Инстинктивно касаюсь пальцами носа, выдавая себя с потрохами.

— Что, не успела?

— Не понимаю, о чем ты.

— Нос тоже собиралась переделать? А к чему тебе это? Ты же и так идеальна!

— Мне не о чем с тобой разговаривать. Ты все равно меня не поймешь!

— Куда уж мне… — качает головой Дора.

— Телефон отдай!

— Приведешь в порядок квартиру, возьмешь.

Еще чего! Разбежалась… Включаю телевизор и заваливаюсь на диван в гостиной. Ищу подходящий фильм не долго. Пульт выдернутый из моих рук, отправляется в коробку, следом в нее летят: планшет, ноутбук, пульт от второго телевизора.

— Ну и чего ты добиваешься? — смотрю на нее с ухмылкой на лице. — Я никогда этого не делала, не собираюсь и начинать.

— Ну, может хоть книжку от скуки почитаешь. В моей комнате до сих пор хранится полная коллекция «Я познаю мир» и «Все обо всем», но советую начать со сборника басен Крылова. Там на полочке, оранжевая книжечка с золотым теснением. Полистай… тебе должно пойти на пользу.

— Ах-хах-ха, — смеюсь карикатурно. — Я с удовольствием послушаю «Стрекозу и муравья» в твоем исполнении. Ты же у нас все наизусть знаешь.

— Алика. Я не папа и сюсюкать с тобой не буду. Сегодня ты наводишь порядок в квартире, а завтра к девяти часам утра красивая и нарядная, топаешь в офис зарабатывать себе на чашку кофе. На полноценный обед ты все равно не заработаешь, но с чего-то нужно начинать. И еще… — смотрит мне в глаза пристально. — Сколько ты дала на чай курьеру?

— Не помню, — пожимаю плечами.

Дора молча протягивает ладонь. Смотрю на нее непонимающе.

— Пять тысяч — это слишком щедрые чаевые.

— Что ты несешь, какие пять тысяч?

Я похоже забыла, что она в два раза больше меня, поэтому расстаюсь с купюрой в достаточно унизительной позе, лицом в подушку с заломленной назад рукой.

— Дура! Больная!! — сдуваю прядь волос, падающую на глаза.

— Идем, я покажу тебе, как пользоваться шваброй. Будешь выделываться, я заставлю тебя силой, — кивает на мое запястье, которым я до сих пор трясу. — И мыть будешь уже не шваброй, а руками. Советую тебе поберечь маникюр. Кто знает, когда ты на него заработаешь.

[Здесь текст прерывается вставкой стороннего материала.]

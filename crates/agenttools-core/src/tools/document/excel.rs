//! Spreadsheet tools backed by calamine (read only)

use calamine::{open_workbook_auto, Data, Range, Reader, Sheets};
use serde_json::{json, Value};
use std::fs::File;
use std::io::BufReader;
use std::path::{Path, PathBuf};

use crate::config::TablesConfig;
use crate::error::ToolError;
use crate::tools::filesystem::{path_to_display, resolve_existing};
use crate::tools::{optional_str, require_str, BoxFuture, Tool, ToolOutput};

use super::{expect_format, DocumentFormat};

type Workbook = Sheets<BufReader<File>>;

fn open(workspace: &Path, params: &Value) -> Result<(PathBuf, Workbook), ToolError> {
    let path = resolve_existing(workspace, require_str(params, "path")?)?;
    expect_format(&path, DocumentFormat::Excel)?;
    let workbook = open_workbook_auto(&path)
        .map_err(|e| ToolError::failed("Failed to open Excel file", e))?;
    Ok((path, workbook))
}

/// Load the named sheet, or the first sheet when no name is given
fn sheet(workbook: &mut Workbook, name: Option<&str>) -> Result<(String, Range<Data>), ToolError> {
    let names = workbook.sheet_names();
    let name = match name {
        Some(n) if names.iter().any(|s| s == n) => n.to_string(),
        Some(n) => {
            return Err(ToolError::ResourceNotFound(format!(
                "Sheet '{}' not found. Available sheets: {}",
                n,
                names.join(", ")
            )));
        }
        None => names
            .first()
            .cloned()
            .ok_or_else(|| ToolError::ExecutionFailed("Workbook has no sheets".into()))?,
    };
    let range = workbook
        .worksheet_range(&name)
        .map_err(|e| ToolError::failed(format!("Failed to read sheet '{}'", name), e))?;
    Ok((name, range))
}

/// Cell value as JSON; whole floats come back as integers
pub(crate) fn cell_json(cell: &Data) -> Value {
    match cell {
        Data::Empty => Value::Null,
        Data::String(s) => json!(s),
        Data::Float(f) if f.fract() == 0.0 && f.abs() < 9.0e15 => json!(*f as i64),
        Data::Float(f) => json!(f),
        Data::Int(i) => json!(i),
        Data::Bool(b) => json!(b),
        Data::Error(e) => json!(format!("#ERR:{:?}", e)),
        Data::DateTime(dt) => json!(dt.to_string()),
        Data::DateTimeIso(s) => json!(s),
        Data::DurationIso(s) => json!(s),
    }
}

fn cell_text(cell: &Data) -> Option<String> {
    match cell_json(cell) {
        Value::Null => None,
        Value::String(s) => Some(s),
        other => Some(other.to_string()),
    }
}

/// Column letters for a zero-based column index (0 -> A, 26 -> AA)
pub(crate) fn column_name(mut col: u32) -> String {
    let mut name = Vec::new();
    loop {
        name.push(b'A' + (col % 26) as u8);
        if col < 26 {
            break;
        }
        col = col / 26 - 1;
    }
    name.reverse();
    String::from_utf8_lossy(&name).into_owned()
}

/// Parse an A1-style reference into zero-based (row, column)
pub(crate) fn parse_cell_ref(cell: &str) -> Result<(u32, u32), ToolError> {
    let invalid = || ToolError::InvalidParams(format!("Invalid cell reference: {}", cell));
    let cleaned: String = cell.trim().chars().filter(|c| *c != '$').collect();
    let split = cleaned
        .find(|c: char| c.is_ascii_digit())
        .ok_or_else(invalid)?;
    let (letters, digits) = cleaned.split_at(split);
    if letters.is_empty() || !letters.chars().all(|c| c.is_ascii_alphabetic()) {
        return Err(invalid());
    }

    let mut col: u32 = 0;
    for c in letters.chars() {
        col = col
            .checked_mul(26)
            .and_then(|v| v.checked_add(c.to_ascii_uppercase() as u32 - 'A' as u32 + 1))
            .ok_or_else(invalid)?;
    }
    let row: u32 = digits.parse().map_err(|_| invalid())?;
    if row == 0 {
        return Err(invalid());
    }
    Ok((row - 1, col - 1))
}

/// Parse `A1:D10` (or a single cell) into inclusive zero-based corners
pub(crate) fn parse_range_ref(range: &str) -> Result<((u32, u32), (u32, u32)), ToolError> {
    let (start, end) = match range.split_once(':') {
        Some((a, b)) => (parse_cell_ref(a)?, parse_cell_ref(b)?),
        None => {
            let cell = parse_cell_ref(range)?;
            (cell, cell)
        }
    };
    Ok((
        (start.0.min(end.0), start.1.min(end.1)),
        (start.0.max(end.0), start.1.max(end.1)),
    ))
}

/// Rows of absolute cells in an inclusive rectangle; cells outside the data are null
fn rectangle(range: &Range<Data>, start: (u32, u32), end: (u32, u32)) -> Vec<Vec<Value>> {
    (start.0..=end.0)
        .map(|row| {
            (start.1..=end.1)
                .map(|col| range.get_value((row, col)).map(cell_json).unwrap_or(Value::Null))
                .collect()
        })
        .collect()
}

/// `A1:D10`-style extent of the sheet, counted from A1
fn dimensions(range: &Range<Data>) -> (String, u32, u32) {
    match range.end() {
        Some((row, col)) => (
            format!("A1:{}{}", column_name(col), row + 1),
            row + 1,
            col + 1,
        ),
        None => ("A1:A1".to_string(), 0, 0),
    }
}

/// Tool for listing the sheets of a workbook
pub struct ListSheets {
    workspace: PathBuf,
}

impl ListSheets {
    pub fn new(workspace: PathBuf) -> Self {
        Self { workspace }
    }
}

impl Tool for ListSheets {
    fn name(&self) -> &str {
        "list_sheets"
    }

    fn description(&self) -> &str {
        "List all sheet names in an Excel workbook"
    }

    fn parameters_schema(&self) -> Value {
        crate::tool_params!(path: "string" => "Path to the Excel file")
    }

    fn execute(&self, params: Value) -> BoxFuture<'_, Result<ToolOutput, ToolError>> {
        Box::pin(async move {
            let (path, workbook) = open(&self.workspace, &params)?;
            Ok(ToolOutput::success(json!({
                "status": "ok",
                "path": path_to_display(&path),
                "sheets": workbook.sheet_names(),
            })))
        })
    }
}

/// Tool for reading a sheet or a cell range as a 2D array
pub struct ReadSheet {
    workspace: PathBuf,
    max_rows: usize,
}

impl ReadSheet {
    pub fn new(workspace: PathBuf) -> Self {
        Self {
            workspace,
            max_rows: TablesConfig::default().sheet_max_rows,
        }
    }

    pub fn with_max_rows(mut self, max_rows: usize) -> Self {
        self.max_rows = max_rows;
        self
    }
}

impl Tool for ReadSheet {
    fn name(&self) -> &str {
        "read_sheet"
    }

    fn description(&self) -> &str {
        "Read data from an Excel sheet as a 2D list. Uses the first sheet unless \
         sheet_name is given. Optionally restrict to a range like 'A1:D10'."
    }

    fn parameters_schema(&self) -> Value {
        json!({
            "type": "object",
            "properties": {
                "path": {
                    "type": "string",
                    "description": "Path to the Excel file"
                },
                "sheet_name": {
                    "type": "string",
                    "description": "Name of the sheet to read (defaults to the first sheet)"
                },
                "cell_range": {
                    "type": "string",
                    "description": "Cell range to read like 'A1:D10' (reads all if omitted)"
                },
                "max_rows": {
                    "type": "integer",
                    "description": "Maximum number of rows to read when no range is given",
                    "default": self.max_rows
                }
            },
            "required": ["path"]
        })
    }

    fn execute(&self, params: Value) -> BoxFuture<'_, Result<ToolOutput, ToolError>> {
        Box::pin(async move {
            let (path, mut workbook) = open(&self.workspace, &params)?;
            let (name, range) = sheet(&mut workbook, optional_str(&params, "sheet_name"))?;
            let max_rows = params["max_rows"]
                .as_u64()
                .map(|n| n as usize)
                .unwrap_or(self.max_rows);

            let data = match optional_str(&params, "cell_range") {
                Some(cell_range) => {
                    let (start, end) = parse_range_ref(cell_range)?;
                    rectangle(&range, start, end)
                }
                None => match range.end() {
                    Some(end) => {
                        let mut rows = rectangle(&range, (0, 0), end);
                        rows.truncate(max_rows);
                        rows
                    }
                    None => Vec::new(),
                },
            };

            Ok(ToolOutput::success(json!({
                "status": "ok",
                "path": path_to_display(&path),
                "sheet": name,
                "row_count": data.len(),
                "data": data,
            })))
        })
    }
}

/// Tool for reading one cell
pub struct ReadCell {
    workspace: PathBuf,
}

impl ReadCell {
    pub fn new(workspace: PathBuf) -> Self {
        Self { workspace }
    }
}

impl Tool for ReadCell {
    fn name(&self) -> &str {
        "read_cell"
    }

    fn description(&self) -> &str {
        "Read a specific cell value from an Excel sheet"
    }

    fn parameters_schema(&self) -> Value {
        json!({
            "type": "object",
            "properties": {
                "path": {
                    "type": "string",
                    "description": "Path to the Excel file"
                },
                "cell": {
                    "type": "string",
                    "description": "Cell reference like 'A1' or 'B2'"
                },
                "sheet_name": {
                    "type": "string",
                    "description": "Name of the sheet (defaults to the first sheet)"
                }
            },
            "required": ["path", "cell"]
        })
    }

    fn execute(&self, params: Value) -> BoxFuture<'_, Result<ToolOutput, ToolError>> {
        Box::pin(async move {
            let cell = require_str(&params, "cell")?;
            let position = parse_cell_ref(cell)?;
            let (path, mut workbook) = open(&self.workspace, &params)?;
            let (name, range) = sheet(&mut workbook, optional_str(&params, "sheet_name"))?;

            let value = range.get_value(position).map(cell_json).unwrap_or(Value::Null);
            Ok(ToolOutput::success(json!({
                "status": "ok",
                "path": path_to_display(&path),
                "sheet": name,
                "cell": cell,
                "value": value,
            })))
        })
    }
}

/// Tool for summarising every sheet's extent
pub struct WorkbookInfo {
    workspace: PathBuf,
}

impl WorkbookInfo {
    pub fn new(workspace: PathBuf) -> Self {
        Self { workspace }
    }
}

impl Tool for WorkbookInfo {
    fn name(&self) -> &str {
        "get_workbook_info"
    }

    fn description(&self) -> &str {
        "Get information about an Excel file: sheet names, dimensions, and row/column counts"
    }

    fn parameters_schema(&self) -> Value {
        crate::tool_params!(path: "string" => "Path to the Excel file")
    }

    fn execute(&self, params: Value) -> BoxFuture<'_, Result<ToolOutput, ToolError>> {
        Box::pin(async move {
            let (path, mut workbook) = open(&self.workspace, &params)?;

            let mut sheets = Vec::new();
            for name in workbook.sheet_names() {
                let (_, range) = sheet(&mut workbook, Some(&name))?;
                let (dims, max_row, max_column) = dimensions(&range);
                sheets.push(json!({
                    "name": name,
                    "dimensions": dims,
                    "max_row": max_row,
                    "max_column": max_column,
                }));
            }

            Ok(ToolOutput::success(json!({
                "status": "ok",
                "path": path_to_display(&path),
                "sheets": sheets,
            })))
        })
    }
}

/// Tool for case-insensitive substring search over a sheet
pub struct SearchValue {
    workspace: PathBuf,
    max_results: usize,
}

impl SearchValue {
    pub fn new(workspace: PathBuf) -> Self {
        Self {
            workspace,
            max_results: TablesConfig::default().search_max_results,
        }
    }

    pub fn with_max_results(mut self, max_results: usize) -> Self {
        self.max_results = max_results;
        self
    }
}

impl Tool for SearchValue {
    fn name(&self) -> &str {
        "search_value"
    }

    fn description(&self) -> &str {
        "Search for a value in an Excel sheet (case-insensitive partial match) and return matching cells"
    }

    fn parameters_schema(&self) -> Value {
        json!({
            "type": "object",
            "properties": {
                "path": {
                    "type": "string",
                    "description": "Path to the Excel file"
                },
                "search_term": {
                    "type": "string",
                    "description": "Value to search for"
                },
                "sheet_name": {
                    "type": "string",
                    "description": "Name of the sheet (defaults to the first sheet)"
                },
                "max_results": {
                    "type": "integer",
                    "description": "Maximum number of matches to return",
                    "default": self.max_results
                }
            },
            "required": ["path", "search_term"]
        })
    }

    fn execute(&self, params: Value) -> BoxFuture<'_, Result<ToolOutput, ToolError>> {
        Box::pin(async move {
            let search_term = require_str(&params, "search_term")?;
            let max_results = params["max_results"]
                .as_u64()
                .map(|n| n as usize)
                .unwrap_or(self.max_results);
            let (path, mut workbook) = open(&self.workspace, &params)?;
            let (name, range) = sheet(&mut workbook, optional_str(&params, "sheet_name"))?;

            let matches = search_range(&range, search_term, max_results);
            Ok(ToolOutput::success(json!({
                "status": "ok",
                "path": path_to_display(&path),
                "sheet": name,
                "search_term": search_term,
                "match_count": matches.len(),
                "matches": matches,
            })))
        })
    }
}

/// Row-major scan for cells whose text contains `term`, ignoring case
fn search_range(range: &Range<Data>, term: &str, max_results: usize) -> Vec<Value> {
    let needle = term.to_lowercase();
    range
        .used_cells()
        .filter_map(|(row, col, cell)| {
            let text = cell_text(cell)?;
            text.to_lowercase().contains(&needle).then(|| (row, col, cell))
        })
        .take(max_results)
        .map(|(row, col, cell)| {
            let (abs_row, abs_col) = range.start().map_or((row as u32, col as u32), |(r, c)| {
                (r + row as u32, c + col as u32)
            });
            json!({
                "cell": format!("{}{}", column_name(abs_col), abs_row + 1),
                "value": cell_json(cell),
            })
        })
        .collect()
}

Видимо, чтобы не быть свидетелем моего позора, Дора берет свою сумку, закидывает в нее связку ключей, предварительно забрав мой комплект и уходит.

С трудом борюсь с желанием не кинуть ей вслед чем-нибудь тяжелым. Стою по среди комнаты, нервно глотая воздух, чтобы не разреветься. Ну что им от меня нужно? Присаживаюсь на корточки спиной к стене, обхватываю ладонями голову и роняю на пол первые слезы. Я всерьез начинаю ненавидеть тот день, когда решила, подогнать свои параметры под идеал. С моим почти нулевым размером, я вынуждена была постоянно таскать ненавистный пуш ап. Я с завистью смотрела на девчонок, красующихся в купальниках и красивом белье и мечтала, что на совершеннолетие я сделаю себе этот подарок. Я делилась с мамой своими планами, и она даже поддержала меня, а когда я пришла к ней с просьбой дать мне денег. Она нашла тысячу причин, чтобы отговорить меня от этой затеи. И ничего, что сама носит импланты с двадцати лет, мне по ее мнению, стоило просто немного поправиться.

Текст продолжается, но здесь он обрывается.